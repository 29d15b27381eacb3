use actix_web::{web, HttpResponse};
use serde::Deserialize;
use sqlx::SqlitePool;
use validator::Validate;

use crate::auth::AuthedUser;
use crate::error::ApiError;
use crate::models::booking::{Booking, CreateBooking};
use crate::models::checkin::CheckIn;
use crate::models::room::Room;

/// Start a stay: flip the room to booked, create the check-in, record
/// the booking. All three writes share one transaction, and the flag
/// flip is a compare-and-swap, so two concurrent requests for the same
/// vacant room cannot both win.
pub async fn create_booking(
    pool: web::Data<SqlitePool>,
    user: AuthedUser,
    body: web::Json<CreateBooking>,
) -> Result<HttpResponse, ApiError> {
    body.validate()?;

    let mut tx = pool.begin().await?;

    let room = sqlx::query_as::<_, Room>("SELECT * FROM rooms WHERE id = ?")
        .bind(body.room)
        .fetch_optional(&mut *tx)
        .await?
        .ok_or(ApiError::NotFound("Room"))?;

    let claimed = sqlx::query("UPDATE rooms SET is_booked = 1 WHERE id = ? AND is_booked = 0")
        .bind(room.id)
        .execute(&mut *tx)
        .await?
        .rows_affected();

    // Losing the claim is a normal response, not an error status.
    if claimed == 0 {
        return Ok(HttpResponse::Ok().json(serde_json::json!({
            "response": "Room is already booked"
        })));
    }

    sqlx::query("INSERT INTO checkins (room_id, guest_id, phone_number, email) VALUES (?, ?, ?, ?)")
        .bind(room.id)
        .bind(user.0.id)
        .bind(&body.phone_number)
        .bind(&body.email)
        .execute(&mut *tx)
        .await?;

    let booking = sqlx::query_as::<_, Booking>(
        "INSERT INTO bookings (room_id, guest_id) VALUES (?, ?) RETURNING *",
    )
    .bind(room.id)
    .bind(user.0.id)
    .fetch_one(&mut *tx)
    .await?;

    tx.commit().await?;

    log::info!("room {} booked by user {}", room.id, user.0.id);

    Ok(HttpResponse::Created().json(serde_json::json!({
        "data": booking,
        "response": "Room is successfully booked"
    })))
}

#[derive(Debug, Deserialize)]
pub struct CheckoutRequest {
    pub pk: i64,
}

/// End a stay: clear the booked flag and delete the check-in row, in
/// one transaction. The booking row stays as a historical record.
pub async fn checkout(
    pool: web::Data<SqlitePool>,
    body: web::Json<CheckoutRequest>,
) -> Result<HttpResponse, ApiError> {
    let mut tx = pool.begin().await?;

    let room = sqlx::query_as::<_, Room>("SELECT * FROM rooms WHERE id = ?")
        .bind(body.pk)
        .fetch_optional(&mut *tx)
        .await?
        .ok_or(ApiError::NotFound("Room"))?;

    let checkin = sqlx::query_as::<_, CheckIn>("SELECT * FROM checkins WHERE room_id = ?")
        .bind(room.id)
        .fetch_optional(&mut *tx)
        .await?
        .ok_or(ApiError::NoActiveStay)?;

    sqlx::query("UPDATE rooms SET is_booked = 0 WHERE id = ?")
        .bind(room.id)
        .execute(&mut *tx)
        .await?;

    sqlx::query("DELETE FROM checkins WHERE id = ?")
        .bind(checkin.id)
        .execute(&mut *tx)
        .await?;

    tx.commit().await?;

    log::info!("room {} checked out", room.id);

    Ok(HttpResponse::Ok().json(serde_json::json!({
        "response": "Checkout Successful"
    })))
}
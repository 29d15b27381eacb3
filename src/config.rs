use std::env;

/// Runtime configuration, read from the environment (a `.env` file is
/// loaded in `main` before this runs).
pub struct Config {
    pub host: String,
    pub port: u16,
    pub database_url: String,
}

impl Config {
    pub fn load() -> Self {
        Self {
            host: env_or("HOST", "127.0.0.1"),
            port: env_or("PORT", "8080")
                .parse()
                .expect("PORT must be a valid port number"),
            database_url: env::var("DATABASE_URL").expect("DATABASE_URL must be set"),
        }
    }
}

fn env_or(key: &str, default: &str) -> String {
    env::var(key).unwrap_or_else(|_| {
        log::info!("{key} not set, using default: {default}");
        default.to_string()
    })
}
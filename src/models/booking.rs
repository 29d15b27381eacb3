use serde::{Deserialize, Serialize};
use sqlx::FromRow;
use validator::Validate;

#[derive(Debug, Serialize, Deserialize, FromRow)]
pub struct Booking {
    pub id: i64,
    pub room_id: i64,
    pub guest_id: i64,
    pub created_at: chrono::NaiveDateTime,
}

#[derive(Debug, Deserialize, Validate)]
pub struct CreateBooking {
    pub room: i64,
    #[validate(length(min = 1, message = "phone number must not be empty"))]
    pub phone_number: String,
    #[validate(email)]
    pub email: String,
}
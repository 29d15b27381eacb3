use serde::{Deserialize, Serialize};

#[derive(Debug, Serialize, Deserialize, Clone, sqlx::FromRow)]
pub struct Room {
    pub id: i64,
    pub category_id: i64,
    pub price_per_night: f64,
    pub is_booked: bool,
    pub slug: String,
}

::::

Goal of the exercise: Return a copy of each line of the material that holds the word "filename".

Answer section:
filename src/config.rs
filename src/models/booking.rs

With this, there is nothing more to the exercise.